A June 2001 FDA inspection of Utah Medical Products began a four-year nightmare for the company that ultimately resulted in FDA being taught a hard lesson. Whether or not the agency actually learned from the experience, however, remains up for debate.

After the inspection, the FDA investigator presented a FDA Form 483 listing observations perceived as objectionable conditions by the investigator. However, according to MD+DI archives, these conditions were not actually violations, and the safety of Utah Medical's products were never in question. Still, despite Utah Medical's prompt and comprehensive written response to the observations, FDA issued a warning letter. Eventually, the agency took Utah Medical to court in a plea for a permanent injunction against the medical device manufacturer.

The agency had asserted that the firm had not validated its manufacturing processes, extrusion process, or software in conformance with quality system regulation (QSR) requirements. Furthermore, FDA said Utah Medical had not maintained a uniform complaint-handling system in conformance with QSR.

In October 2005, after a seven-day trial, Bruce S. Jenkins, a United States Senior District Judge, denied FDA's petition and dismissed the case. The Department of Justice (DOJ) decided against filing an appeal.

Related:Ignoring an Inconvenient Truth

In his ruling, Jenkins threw out FDA's "increasingly prescriptive approach to its quality system inspection technique," James G. Dickinson, a former MD+DI regulatory columnist, later wrote.

Jenkins held that Utah Medical had been in compliance all along and lectured FDA that “many roads lead to Rome.” The federal judge stopped short, however, of addressing the company's complaints about FDA abuse of process and investigator bias because Utah Medical was pursuing a claim for damages and legal costs with FDA's parent, the Department of Health and Human Services.

"Even without a judgment on those issues, it was a devastating defeat for FDA," Dickinson wrote. "And the agency could have avoided it if, even once in four years, it had really listened to Utah Medical's complaints."

Dickinson spoke with Ed McDonnell, a former FDA director-turned-consultant, who reviewed all FDA documents and inspected Utah Medical for the defense before trial. McDonnell's conclusion: FDA wanted to teach Utah Medical a lesson. In retrospect, it would seem the joke was on FDA.

"Who at FDA wanted Utah Medical out of business? McDonnell says he doesn't know. What he does know is that Denver District Compliance Officer Regina Barrell initiated all three of the office's injunction recommendations," Dickinson wrote.

Related:The Utah Medical Case Does Make a Difference

The district sent a recommendation to the Center for Devices and Radiological Health (CDRH) each year until the case was finally launched in 2004. Barrell's district director, Belinda Collins, claimed not to have read any of the recommendations before they went to headquarters.

"It would seem that she assumed a blind trust in the work done by those under her — a trust that all above her would also adopt as the case approached the federal court," Dickinson wrote.

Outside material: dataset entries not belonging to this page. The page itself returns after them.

//! Generates keys and X.509 certificates for the root and the webhook server

use openssl::{
    asn1::Asn1Integer,
    bn::{BigNum, MsbOption},
    conf::{Conf, ConfMethod},
    error::ErrorStack,
    hash::MessageDigest,
    nid::Nid,
    pkey::{PKey, PKeyRef, Private},
    rsa::Rsa,
    x509::{
        extension::{
            AuthorityKeyIdentifier, BasicConstraints, ExtendedKeyUsage, KeyUsage,
            SubjectAlternativeName, SubjectKeyIdentifier,
        },
        X509Builder, X509NameBuilder, X509Ref,
    },
};
use snafu::{ResultExt, Snafu};
use stackable_operator::time::Duration;
use time::OffsetDateTime;

use crate::utils::offsetdatetime_to_asn1time;

/// Common name of every root this system issues. The root identifies the CA, not the Service.
pub const ROOT_COMMON_NAME: &str = "webhook-cert-manager self-signed CA";

/// Certificates are backdated slightly to tolerate clock skew between nodes.
const NOT_BEFORE_SKEW: Duration = Duration::from_minutes_unchecked(5);

const KEY_BITS: u32 = 2048;

#[derive(Debug, Snafu)]
pub enum Error {
    #[snafu(display("failed to generate {tpe:?} key"))]
    GenerateKey { source: ErrorStack, tpe: CertType },

    #[snafu(display("failed to build {tpe:?} certificate"))]
    BuildCertificate { source: ErrorStack, tpe: CertType },

    #[snafu(display("failed to serialize {tpe:?} certificate"))]
    SerializeCertificate { source: ErrorStack, tpe: CertType },
}
type Result<T, E = Error> = std::result::Result<T, E>;

#[derive(Debug, Clone, Copy)]
pub enum CertType {
    Root,
    Server,
}

/// A freshly generated key pair with its certificate, PEM-encoded.
pub struct IssuedPair {
    pub key_pem: Vec<u8>,
    pub cert_pem: Vec<u8>,
}

impl IssuedPair {
    fn encode(key: &PKeyRef<Private>, cert: &X509Ref, tpe: CertType) -> Result<Self> {
        Ok(Self {
            key_pem: key
                .private_key_to_pem_pkcs8()
                .context(SerializeCertificateSnafu { tpe })?,
            cert_pem: cert.to_pem().context(SerializeCertificateSnafu { tpe })?,
        })
    }
}

fn generate_key(tpe: CertType) -> Result<PKey<Private>> {
    Rsa::generate(KEY_BITS)
        .and_then(PKey::try_from)
        .context(GenerateKeySnafu { tpe })
}

fn random_serial() -> Result<Asn1Integer, ErrorStack> {
    let mut serial = BigNum::new()?;
    serial.rand(64, MsbOption::MAYBE_ZERO, false)?;
    Asn1Integer::from_bn(&serial)
}

/// Issues a self-signed root, valid from `now` for `lifetime`.
///
/// `domain` is recorded as the organizational unit, to tie the root's lineage to the deployment
/// it protects.
pub fn issue_root(now: OffsetDateTime, lifetime: Duration, domain: &str) -> Result<IssuedPair> {
    let tpe = CertType::Root;
    let not_before = now - NOT_BEFORE_SKEW;
    let not_after = now + lifetime;
    let key = generate_key(tpe)?;
    let cert = X509Builder::new()
        .and_then(|mut x509| {
            let subject_name = X509NameBuilder::new()
                .and_then(|mut name| {
                    name.append_entry_by_nid(Nid::COMMONNAME, ROOT_COMMON_NAME)?;
                    name.append_entry_by_nid(Nid::ORGANIZATIONALUNITNAME, domain)?;
                    Ok(name)
                })?
                .build();
            x509.set_subject_name(&subject_name)?;
            x509.set_issuer_name(&subject_name)?;
            x509.set_not_before(offsetdatetime_to_asn1time(not_before)?.as_ref())?;
            x509.set_not_after(offsetdatetime_to_asn1time(not_after)?.as_ref())?;
            x509.set_pubkey(&key)?;
            x509.set_serial_number(random_serial()?.as_ref())?;
            x509.set_version(
                3 - 1, // zero-indexed
            )?;
            let conf = Conf::new(ConfMethod::default())?;
            let ctx = x509.x509v3_context(None, Some(&conf));
            let exts = [
                BasicConstraints::new().critical().ca().build()?,
                SubjectKeyIdentifier::new().build(&ctx)?,
                AuthorityKeyIdentifier::new()
                    .issuer(false)
                    .keyid(false)
                    .build(&ctx)?,
                KeyUsage::new()
                    .critical()
                    .digital_signature()
                    .key_cert_sign()
                    .crl_sign()
                    .build()?,
            ];
            for ext in exts {
                x509.append_extension(ext)?;
            }
            x509.sign(&key, MessageDigest::sha256())?;
            Ok(x509)
        })
        .context(BuildCertificateSnafu { tpe })?
        .build();
    IssuedPair::encode(&key, &cert, tpe)
}

/// Issues a server certificate for `dns_names` signed by the given root.
///
/// The first name becomes the subject. The certificate never outlives its root.
pub fn issue_server(
    now: OffsetDateTime,
    lifetime: Duration,
    dns_names: &[String],
    root_cert: &X509Ref,
    root_key: &PKeyRef<Private>,
    root_not_after: OffsetDateTime,
) -> Result<IssuedPair> {
    let tpe = CertType::Server;
    let not_before = now - NOT_BEFORE_SKEW;
    let not_after = (now + lifetime).min(root_not_after);
    let key = generate_key(tpe)?;
    let cert = X509Builder::new()
        .and_then(|mut x509| {
            let subject_name = X509NameBuilder::new()
                .and_then(|mut name| {
                    if let Some(domain) = dns_names.first() {
                        name.append_entry_by_nid(Nid::COMMONNAME, domain)?;
                    }
                    Ok(name)
                })?
                .build();
            x509.set_subject_name(&subject_name)?;
            x509.set_issuer_name(root_cert.subject_name())?;
            x509.set_not_before(offsetdatetime_to_asn1time(not_before)?.as_ref())?;
            x509.set_not_after(offsetdatetime_to_asn1time(not_after)?.as_ref())?;
            x509.set_pubkey(&key)?;
            x509.set_version(
                3 - 1, // zero-indexed
            )?;
            x509.set_serial_number(random_serial()?.as_ref())?;
            let conf = Conf::new(ConfMethod::default())?;
            let ctx = x509.x509v3_context(Some(root_cert), Some(&conf));
            let mut exts = vec![
                BasicConstraints::new().critical().build()?,
                KeyUsage::new()
                    .key_encipherment()
                    .digital_signature()
                    .build()?,
                ExtendedKeyUsage::new().server_auth().build()?,
                SubjectKeyIdentifier::new().build(&ctx)?,
                AuthorityKeyIdentifier::new()
                    .issuer(true)
                    .keyid(true)
                    .build(&ctx)?,
            ];
            if !dns_names.is_empty() {
                let mut san_ext = SubjectAlternativeName::new();
                san_ext.critical();
                for name in dns_names {
                    san_ext.dns(name);
                }
                exts.push(san_ext.build(&ctx)?);
            }
            for ext in exts {
                x509.append_extension(ext)?;
            }
            x509.sign(root_key, MessageDigest::sha256())?;
            Ok(x509)
        })
        .context(BuildCertificateSnafu { tpe })?
        .build();
    IssuedPair::encode(&key, &cert, tpe)
}
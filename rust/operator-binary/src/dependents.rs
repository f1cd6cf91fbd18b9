//! Finds the cluster objects that must trust the webhook, and keeps their CA bundles current

use snafu::{ResultExt, Snafu};
use stackable_operator::{
    k8s_openapi::{
        api::admissionregistration::v1::MutatingWebhookConfiguration,
        apiextensions_apiserver::pkg::apis::apiextensions::v1::{
            CustomResourceDefinition, WebhookClientConfig,
        },
        ByteString,
    },
    kube::{api::DynamicObject, runtime::reflector::ObjectRef, ResourceExt},
};
use tracing::debug;

use crate::{
    config::DependentSelector,
    store::{self, DependentStore},
};

/// CRDs that don't declare the group in `spec.group` can opt in through this label.
pub const CRD_GROUP_LABEL: &str = "crdGroup";

const CONVERSION_STRATEGY_WEBHOOK: &str = "Webhook";

#[derive(Debug, Snafu)]
pub enum Error {
    #[snafu(display("failed to discover CustomResourceDefinitions"))]
    DiscoverCrds { source: store::Error },

    #[snafu(display("failed to discover the MutatingWebhookConfiguration"))]
    DiscoverWebhookConfiguration { source: store::Error },
}

/// An object holding one or more CA bundle fields.
#[derive(Clone, Debug)]
pub enum Dependent {
    /// A CRD converted by the webhook, its conversion client config holds the bundle
    Crd(CustomResourceDefinition),
    /// Every webhook entry's client config holds the bundle
    WebhookConfiguration(MutatingWebhookConfiguration),
}

impl Dependent {
    pub fn object_ref(&self) -> ObjectRef<DynamicObject> {
        match self {
            Dependent::Crd(crd) => ObjectRef::from_obj(crd).erase(),
            Dependent::WebhookConfiguration(config) => ObjectRef::from_obj(config).erase(),
        }
    }

    /// Whether every bundle field already holds `bundle`.
    pub fn is_up_to_date(&self, bundle: &[u8]) -> bool {
        let matches = |ca_bundle: &Option<ByteString>| {
            ca_bundle.as_ref().map(|ca| ca.0.as_slice()) == Some(bundle)
        };
        match self {
            Dependent::Crd(crd) => conversion_client_config(crd)
                .map_or(true, |client_config| matches(&client_config.ca_bundle)),
            Dependent::WebhookConfiguration(config) => config
                .webhooks
                .iter()
                .flatten()
                .all(|webhook| matches(&webhook.client_config.ca_bundle)),
        }
    }

    /// Sets every bundle field to `bundle`, leaving everything else as it was.
    pub fn set_bundle(&mut self, bundle: &[u8]) {
        match self {
            Dependent::Crd(crd) => {
                if let Some(client_config) = crd
                    .spec
                    .conversion
                    .as_mut()
                    .and_then(|conversion| conversion.webhook.as_mut())
                    .and_then(|webhook| webhook.client_config.as_mut())
                {
                    client_config.ca_bundle = Some(ByteString(bundle.to_vec()));
                }
            }
            Dependent::WebhookConfiguration(config) => {
                for webhook in config.webhooks.iter_mut().flatten() {
                    webhook.client_config.ca_bundle = Some(ByteString(bundle.to_vec()));
                }
            }
        }
    }

    pub async fn write_back(&self, store: &impl DependentStore) -> store::Result<()> {
        match self {
            Dependent::Crd(crd) => store.replace_crd(crd).await,
            Dependent::WebhookConfiguration(config) => {
                store.replace_webhook_configuration(config).await
            }
        }
    }
}

fn conversion_client_config(crd: &CustomResourceDefinition) -> Option<&WebhookClientConfig> {
    let conversion = crd.spec.conversion.as_ref()?;
    if !conversion
        .strategy
        .eq_ignore_ascii_case(CONVERSION_STRATEGY_WEBHOOK)
    {
        return None;
    }
    conversion.webhook.as_ref()?.client_config.as_ref()
}

/// Whether the CRD belongs to the selected group and is converted by a webhook.
pub fn is_managed_crd(crd: &CustomResourceDefinition, group: &str) -> bool {
    let in_group = crd.spec.group == group
        || crd.labels().get(CRD_GROUP_LABEL).map(String::as_str) == Some(group);
    in_group && conversion_client_config(crd).is_some()
}

/// The result of one discovery, with failures per kind of object.
///
/// The kinds are discovered independently, so that a failure to read one does not keep the
/// others from being updated.
pub struct Discovery {
    pub dependents: Vec<Dependent>,
    pub errors: Vec<Error>,
}

/// Queries the cluster for all current dependents, in a stable order: CRDs by name, then the
/// webhook configuration.
pub async fn locate(store: &impl DependentStore, selector: &DependentSelector) -> Discovery {
    let mut dependents = Vec::new();
    let mut errors = Vec::new();

    match store.list_crds().await.context(DiscoverCrdsSnafu) {
        Ok(crds) => {
            let mut managed = crds
                .into_iter()
                .filter(|crd| is_managed_crd(crd, &selector.crd_group))
                .collect::<Vec<_>>();
            managed.sort_by_key(|crd| crd.name_any());
            debug!(
                crds = ?managed.iter().map(|crd| crd.name_any()).collect::<Vec<_>>(),
                "found CustomResourceDefinitions converted by the webhook"
            );
            dependents.extend(managed.into_iter().map(Dependent::Crd));
        }
        Err(err) => errors.push(err),
    }

    match store
        .get_webhook_configuration(&selector.webhook_configuration_name)
        .await
        .context(DiscoverWebhookConfigurationSnafu)
    {
        Ok(Some(config)) => dependents.push(Dependent::WebhookConfiguration(config)),
        Ok(None) => debug!(
            name = %selector.webhook_configuration_name,
            "MutatingWebhookConfiguration does not exist, nothing to update"
        ),
        Err(err) => errors.push(err),
    }

    Discovery { dependents, errors }
}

McDonnell told Dickinson he was mystified by the errors he found in Utah Medical's inspection reports. He was even more perplexed by FDA management's failure to investigate the firm's complaints of abuse of process and investigator bias after those inspections.

“FDA officials at all levels were not prepared to understand what Utah Medical was doing because they were told what to believe,” McDonnell said. “And what they were told to believe was not accurate and not factual. It took a judge to settle this.”